Signs and Symptoms: Symptoms may include nausea, vomiting, epigastric distress, headache, fever, joint pain, pruritus and edema. Aplastic anemia (pancytopenia) or agranulocytosis may be manifested in hours to days. Less frequent events are hepatitis, nephrotic syndrome, exfoliative dermatitis, neuropathies and CNS stimulation or depression. Although not well studied, methimazole-induced agranulocytosis is generally associated with doses of 40 mg or more in patients older than 40 years of age.
No information is available on the median lethal dose of the drug or the concentration of methimazole in biologic fluids associated with toxicity and/or death.
Treatment: In managing overdosage, consider the possibility of multiple drug overdoses, interaction among drugs, and unusual drug kinetics in the patient.
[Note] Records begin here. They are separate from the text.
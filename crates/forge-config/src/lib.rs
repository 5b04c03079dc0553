// SPDX-FileCopyrightText: 2026 Session Forge Contributors
// SPDX-License-Identifier: MIT OR Apache-2.0

//! Configuration system for Session Forge.
//!
//! Provides TOML configuration parsing with strict validation (`deny_unknown_fields`),
//! a user/local file hierarchy, `SESSION_FORGE_*` environment variable overrides,
//! and diagnostic error rendering with typo suggestions.
//!
//! # Usage
//!
//! ```no_run
//! use forge_config::load_and_validate;
//!
//! let config = load_and_validate().expect("config errors");
//! println!("stale after {}h", config.session.stale_hours);
//! ```

pub mod diagnostic;
pub mod loader;
pub mod model;
pub mod validation;

pub use diagnostic::{render_errors, ConfigError};
pub use loader::{load_config, load_config_from_path, load_config_from_str};
pub use model::ForgeConfig;

/// Load configuration from the file hierarchy and environment, then validate it.
///
/// On a Figment error the TOML sources are re-read so diagnostics can point
/// at the offending key.
pub fn load_and_validate() -> Result<ForgeConfig, Vec<ConfigError>> {
    match loader::load_config() {
        Ok(config) => {
            validation::validate_config(&config)?;
            Ok(config)
        }
        Err(err) => {
            let toml_sources = collect_toml_sources();
            Err(diagnostic::figment_to_config_errors(err, &toml_sources))
        }
    }
}

/// Load configuration from a specific TOML string and validate it.
pub fn load_and_validate_str(toml_content: &str) -> Result<ForgeConfig, Vec<ConfigError>> {
    match loader::load_config_from_str(toml_content) {
        Ok(config) => {
            validation::validate_config(&config)?;
            Ok(config)
        }
        Err(err) => {
            let sources = vec![("<inline>".to_string(), toml_content.to_string())];
            Err(diagnostic::figment_to_config_errors(err, &sources))
        }
    }
}

/// Collect TOML source file contents for error span resolution.
fn collect_toml_sources() -> Vec<(String, String)> {
    let mut sources = Vec::new();

    if let Ok(content) = std::fs::read_to_string(loader::LOCAL_CONFIG_FILE) {
        let path = std::env::current_dir()
            .map(|d| d.join(loader::LOCAL_CONFIG_FILE).display().to_string())
            .unwrap_or_else(|_| loader::LOCAL_CONFIG_FILE.to_string());
        sources.push((path, content));
    }

    if let Some(path) = loader::user_config_path()
        && let Ok(content) = std::fs::read_to_string(&path)
    {
        sources.push((path.display().to_string(), content));
    }

    sources
}
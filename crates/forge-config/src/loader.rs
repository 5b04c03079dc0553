// SPDX-FileCopyrightText: 2026 Session Forge Contributors
// SPDX-License-Identifier: MIT OR Apache-2.0

//! Configuration loader using Figment for layered config merging.
//!
//! Hierarchy: `./forge.toml` > `<config_dir>/session-forge/forge.toml` > compiled
//! defaults, with `SESSION_FORGE_*` environment variables on top.

#![allow(clippy::result_large_err)] // figment::Error is external and cannot be boxed without wrapper

use std::path::{Path, PathBuf};

use figment::{
    providers::{Env, Format, Serialized, Toml},
    Figment,
};

use crate::model::ForgeConfig;

/// Config file looked up in the current working directory.
pub const LOCAL_CONFIG_FILE: &str = "forge.toml";

/// Prefix shared by every recognised environment variable.
pub const ENV_PREFIX: &str = "SESSION_FORGE_";

/// Environment keys (prefix stripped, lowercased) and the config path each one sets.
const ENV_KEYS: &[(&str, &str)] = &[
    ("dir", "storage.base_dir"),
    ("stale_hours", "session.stale_hours"),
    ("history_limit", "session.history_limit"),
    ("log_level", "agent.log_level"),
];

/// `<config_dir>/session-forge/forge.toml`, if the platform has a config directory.
pub fn user_config_path() -> Option<PathBuf> {
    dirs::config_dir().map(|d| d.join("session-forge").join(LOCAL_CONFIG_FILE))
}

/// Load configuration from the standard hierarchy with env var overrides.
///
/// Merge order (later overrides earlier):
/// 1. Compiled defaults
/// 2. `<config_dir>/session-forge/forge.toml`
/// 3. `./forge.toml`
/// 4. `SESSION_FORGE_*` environment variables
pub fn load_config() -> Result<ForgeConfig, figment::Error> {
    build_figment().extract()
}

/// Load configuration from a TOML string only (no file lookup, no env).
pub fn load_config_from_str(toml_content: &str) -> Result<ForgeConfig, figment::Error> {
    Figment::new()
        .merge(Serialized::defaults(ForgeConfig::default()))
        .merge(Toml::string(toml_content))
        .extract()
}

/// Load configuration from a specific file path with env var overrides.
pub fn load_config_from_path(path: &Path) -> Result<ForgeConfig, figment::Error> {
    Figment::new()
        .merge(Serialized::defaults(ForgeConfig::default()))
        .merge(Toml::file(path))
        .merge(env_provider())
        .extract()
}

/// Build the Figment used for config loading, before extraction.
pub fn build_figment() -> Figment {
    let user = user_config_path().unwrap_or_default();
    for file in [user.as_path(), Path::new(LOCAL_CONFIG_FILE)] {
        if file.is_file() {
            tracing::debug!(path = %file.display(), "config file found");
        }
    }

    Figment::new()
        .merge(Serialized::defaults(ForgeConfig::default()))
        .merge(Toml::file(&user))
        .merge(Toml::file(LOCAL_CONFIG_FILE))
        .merge(env_provider())
}

/// Environment provider with an explicit key table.
///
/// `SESSION_FORGE_DIR` is the historical name for the base directory, so keys
/// are mapped one by one instead of split on `_`. Unlisted variables are
/// ignored rather than rejected as unknown fields.
fn env_provider() -> Env {
    let known: Vec<&str> = ENV_KEYS.iter().map(|(key, _)| *key).collect();
    Env::prefixed(ENV_PREFIX).only(&known).map(|key| {
        let key_str = key.as_str();
        ENV_KEYS
            .iter()
            .find(|(env_key, _)| key_str.eq_ignore_ascii_case(env_key))
            .map(|(_, path)| path.to_string())
            .unwrap_or_else(|| key_str.to_string())
            .into()
    })
}
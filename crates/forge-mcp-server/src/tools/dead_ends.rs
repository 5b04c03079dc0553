// SPDX-FileCopyrightText: 2026 Session Forge Contributors
// SPDX-License-Identifier: MIT OR Apache-2.0

use std::sync::Arc;

use async_trait::async_trait;
use chrono::Utc;
use forge_core::ForgeError;
use forge_memory::{ForgeMemory, NewDeadEnd};
use serde_json::{Value, json};

use super::{optional_str, required_str, string_list};
use crate::tool::{Tool, ToolOutput};

pub struct DeadEndRecordTool {
    memory: Arc<ForgeMemory>,
}

impl DeadEndRecordTool {
    pub fn new(memory: Arc<ForgeMemory>) -> Self {
        Self { memory }
    }
}

#[async_trait]
impl Tool for DeadEndRecordTool {
    fn name(&self) -> &str {
        "dead_end_record"
    }

    fn description(&self) -> &str {
        "Record a debugging dead end so it is not repeated: what was tried and why it failed"
    }

    fn parameters_schema(&self) -> Value {
        json!({
            "type": "object",
            "properties": {
                "attempted": { "type": "string", "description": "What was tried" },
                "why_failed": { "type": "string", "description": "Why it didn't work" },
                "lesson": { "type": "string", "description": "What to remember next time" },
                "project": { "type": "string", "description": "Which project" },
                "files_involved": {
                    "type": "array", "items": { "type": "string" },
                    "description": "Files involved"
                },
                "tags": {
                    "type": "array", "items": { "type": "string" },
                    "description": "Tags for searching"
                }
            },
            "required": ["attempted", "why_failed"]
        })
    }

    async fn invoke(&self, input: Value) -> Result<ToolOutput, ForgeError> {
        let new = NewDeadEnd {
            attempted: required_str(&input, "attempted")?,
            why_failed: required_str(&input, "why_failed")?,
            lesson: optional_str(&input, "lesson")?,
            project: optional_str(&input, "project")?,
            files_involved: string_list(&input, "files_involved")?,
            tags: string_list(&input, "tags")?,
        };
        ToolOutput::json(&self.memory.dead_ends.record(new, Utc::now())?)
    }
}
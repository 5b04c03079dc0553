// SPDX-FileCopyrightText: 2026 Session Forge Contributors
// SPDX-License-Identifier: MIT OR Apache-2.0

//! Core library for the Session Forge workspace.
//!
//! Provides the shared error type and the timestamp format used as the
//! identity of every stored entry.

pub mod error;
pub mod time;

pub use error::ForgeError;
pub use time::{format_timestamp, now_timestamp, parse_timestamp};
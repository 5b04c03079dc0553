// SPDX-FileCopyrightText: 2026 Session Forge Contributors
// SPDX-License-Identifier: MIT OR Apache-2.0

//! Session checkpoint tools: checkpoint, restore, complete, history.

use std::sync::Arc;

use async_trait::async_trait;
use chrono::Utc;
use forge_core::ForgeError;
use forge_memory::{CheckpointStatus, ForgeMemory, NewCheckpoint, Restore};
use serde_json::{Value, json};

use super::{optional_str, optional_usize, required_str, string_list};
use crate::tool::{Tool, ToolOutput};

pub struct SessionCheckpointTool {
    memory: Arc<ForgeMemory>,
}

impl SessionCheckpointTool {
    pub fn new(memory: Arc<ForgeMemory>) -> Self {
        Self { memory }
    }
}

#[async_trait]
impl Tool for SessionCheckpointTool {
    fn name(&self) -> &str {
        "session_checkpoint"
    }

    fn description(&self) -> &str {
        "Save the current session state so an interrupted session can resume. \
         Call every few tool calls. Required: task, intent, next_steps"
    }

    fn parameters_schema(&self) -> Value {
        json!({
            "type": "object",
            "properties": {
                "task": { "type": "string", "description": "Brief task name" },
                "intent": { "type": "string", "description": "What you are trying to accomplish" },
                "next_steps": {
                    "type": "array", "items": { "type": "string" },
                    "description": "Planned next steps"
                },
                "status": {
                    "type": "string",
                    "enum": ["IN_PROGRESS", "BLOCKED", "WAITING_USER"],
                    "description": "Current status (default IN_PROGRESS)"
                },
                "files_touched": {
                    "type": "array", "items": { "type": "string" },
                    "description": "File paths modified"
                },
                "recent_actions": {
                    "type": "array", "items": { "type": "string" },
                    "description": "Last few actions"
                },
                "context": { "type": "object", "description": "Any important state" },
                "tool_call_count": {
                    "type": "integer", "minimum": 0,
                    "description": "Approximate tool calls so far"
                }
            },
            "required": ["task", "intent", "next_steps"]
        })
    }

    async fn invoke(&self, input: Value) -> Result<ToolOutput, ForgeError> {
        let status = optional_str(&input, "status")?
            .map(|s| {
                CheckpointStatus::parse_settable(&s).ok_or_else(|| {
                    ForgeError::InvalidInput(format!(
                        "invalid status '{s}', expected IN_PROGRESS, BLOCKED or WAITING_USER"
                    ))
                })
            })
            .transpose()?;
        if input.get("next_steps").is_none_or(Value::is_null) {
            return Err(ForgeError::InvalidInput(
                "missing required 'next_steps' parameter".into(),
            ));
        }
        let context = match input.get("context") {
            None | Some(Value::Null) => serde_json::Map::new(),
            Some(Value::Object(map)) => map.clone(),
            Some(_) => {
                return Err(ForgeError::InvalidInput(
                    "parameter 'context' must be an object".into(),
                ));
            }
        };

        let new = NewCheckpoint {
            task: required_str(&input, "task")?,
            intent: required_str(&input, "intent")?,
            next_steps: string_list(&input, "next_steps")?,
            status,
            files_touched: string_list(&input, "files_touched")?,
            recent_actions: string_list(&input, "recent_actions")?,
            context,
            tool_call_count: optional_usize(&input, "tool_call_count")?.unwrap_or(0) as u64,
        };
        let checkpoint = self.memory.sessions.checkpoint(new, Utc::now())?;

        ToolOutput::json(&json!({
            "success": true,
            "message": format!("Checkpoint saved at {}", checkpoint.timestamp),
            "checkpoint_id": checkpoint.timestamp,
        }))
    }
}

pub struct SessionRestoreTool {
    memory: Arc<ForgeMemory>,
    stale_hours: f64,
}

impl SessionRestoreTool {
    pub fn new(memory: Arc<ForgeMemory>, stale_hours: f64) -> Self {
        Self {
            memory,
            stale_hours,
        }
    }
}

#[async_trait]
impl Tool for SessionRestoreTool {
    fn name(&self) -> &str {
        "session_restore"
    }

    fn description(&self) -> &str {
        "Check for interrupted work from a previous session. Call this first in any session."
    }

    fn parameters_schema(&self) -> Value {
        json!({ "type": "object", "properties": {} })
    }

    async fn invoke(&self, _input: Value) -> Result<ToolOutput, ForgeError> {
        let body = match self.memory.sessions.restore(Utc::now(), self.stale_hours)? {
            Restore::NoSession => json!({
                "has_active_session": false,
                "message": "No active session found. Starting fresh.",
            }),
            Restore::Stale {
                checkpoint,
                age_hours,
            } => {
                let age = age_hours.map(f64::round);
                let ago = age.map_or_else(|| "unknown age".to_string(), |h| format!("{h}h ago"));
                json!({
                    "has_active_session": false,
                    "archived": true,
                    "age_hours": age,
                    "message": format!(
                        "Found stale session from {} ({ago}). Archived it. Starting fresh.",
                        checkpoint.timestamp
                    ),
                })
            }
            Restore::Active {
                checkpoint,
                age_minutes,
            } => {
                let message = format!(
                    "Found active session: \"{}\" ({age_minutes}m ago, {} tool calls)",
                    checkpoint.task, checkpoint.tool_call_count
                );
                let mut body = serde_json::to_value(&checkpoint)?;
                if let Value::Object(map) = &mut body {
                    map.insert("has_active_session".into(), Value::Bool(true));
                    map.insert("age_minutes".into(), json!(age_minutes));
                    map.insert("message".into(), Value::String(message));
                }
                body
            }
        };
        ToolOutput::json(&body)
    }
}

pub struct SessionCompleteTool {
    memory: Arc<ForgeMemory>,
}

impl SessionCompleteTool {
    pub fn new(memory: Arc<ForgeMemory>) -> Self {
        Self { memory }
    }
}

#[async_trait]
impl Tool for SessionCompleteTool {
    fn name(&self) -> &str {
        "session_complete"
    }

    fn description(&self) -> &str {
        "Mark the current session as complete and archive its checkpoint"
    }

    fn parameters_schema(&self) -> Value {
        json!({
            "type": "object",
            "properties": {
                "summary": {
                    "type": "string",
                    "description": "Brief summary of what was accomplished"
                }
            }
        })
    }

    async fn invoke(&self, input: Value) -> Result<ToolOutput, ForgeError> {
        let summary = optional_str(&input, "summary")?;
        let body = match self.memory.sessions.complete(summary, Utc::now())? {
            None => json!({
                "success": false,
                "message": "No active checkpoint to complete",
            }),
            Some(checkpoint) => json!({
                "success": true,
                "message": format!("Session completed and archived: \"{}\"", checkpoint.task),
            }),
        };
        ToolOutput::json(&body)
    }
}

pub struct SessionHistoryTool {
    memory: Arc<ForgeMemory>,
    default_limit: usize,
}

impl SessionHistoryTool {
    pub fn new(memory: Arc<ForgeMemory>, default_limit: usize) -> Self {
        Self {
            memory,
            default_limit,
        }
    }
}

#[async_trait]
impl Tool for SessionHistoryTool {
    fn name(&self) -> &str {
        "session_history"
    }

    fn description(&self) -> &str {
        "List archived (completed or stale) session checkpoints, oldest first"
    }

    fn parameters_schema(&self) -> Value {
        json!({
            "type": "object",
            "properties": {
                "limit": {
                    "type": "integer",
                    "minimum": 0,
                    "description": "How many recent archives to return"
                }
            }
        })
    }

    async fn invoke(&self, input: Value) -> Result<ToolOutput, ForgeError> {
        let limit = optional_usize(&input, "limit")?.unwrap_or(self.default_limit);
        let sessions = self.memory.sessions.history(limit)?;
        ToolOutput::json(&json!({
            "count": sessions.len(),
            "sessions": sessions,
        }))
    }
}
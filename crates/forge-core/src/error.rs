// SPDX-FileCopyrightText: 2026 Session Forge Contributors
// SPDX-License-Identifier: MIT OR Apache-2.0

//! Error types for the Session Forge workspace.

use thiserror::Error;

/// The primary error type used across storage, memory and tool operations.
#[derive(Debug, Error)]
pub enum ForgeError {
    /// Configuration errors (invalid values, unresolvable directories).
    #[error("configuration error: {0}")]
    Config(String),

    /// Filesystem errors while persisting or removing a document.
    #[error("storage error: {source}")]
    Storage {
        source: Box<dyn std::error::Error + Send + Sync>,
    },

    /// A document could not be serialized for writing.
    #[error("serialization error: {source}")]
    Serialization {
        #[from]
        source: serde_json::Error,
    },

    /// Caller-supplied parameters are missing or malformed.
    #[error("invalid input: {0}")]
    InvalidInput(String),

    /// A delete-by-index request fell outside the current view.
    #[error("{}", describe_out_of_range(*index, *len))]
    IndexOutOfRange { index: usize, len: usize },

    /// Internal or unexpected errors.
    #[error("internal error: {0}")]
    Internal(String),
}

impl ForgeError {
    /// Wraps any filesystem-level error as [`ForgeError::Storage`].
    pub fn storage<E>(err: E) -> Self
    where
        E: std::error::Error + Send + Sync + 'static,
    {
        ForgeError::Storage {
            source: Box::new(err),
        }
    }

    /// The valid 1-based index range for an out-of-range error, e.g. `"1-3"`.
    ///
    /// `None` for other variants and for an empty view.
    pub fn valid_range(&self) -> Option<String> {
        match self {
            ForgeError::IndexOutOfRange { len, .. } if *len > 0 => Some(format!("1-{len}")),
            _ => None,
        }
    }
}

fn describe_out_of_range(index: usize, len: usize) -> String {
    if len == 0 {
        format!("index {index} is out of range: no entries to delete")
    } else {
        format!("index {index} is out of range: valid range is 1-{len}")
    }
}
Protect the patient's airway and support ventilation and perfusion. Meticulously monitor and maintain, within acceptable limits, the patient's vital signs, blood gases, serum electrolytes, etc. The patient's bone marrow function should be monitored. Absorption of drugs from the gastrointestinal tract may be decreased by giving activated charcoal, which, in many cases, is more effective than emesis or lavage; consider charcoal instead of or in addition to gastric emptying. Repeated doses of charcoal over time may hasten elimination of some drugs that have been absorbed. Safeguard the patient's airway when employing gastric emptying or charcoal.
Forced diuresis, peritoneal dialysis, hemodialysis or charcoal hemoperfusion have not been established as beneficial for an overdose of methimazole.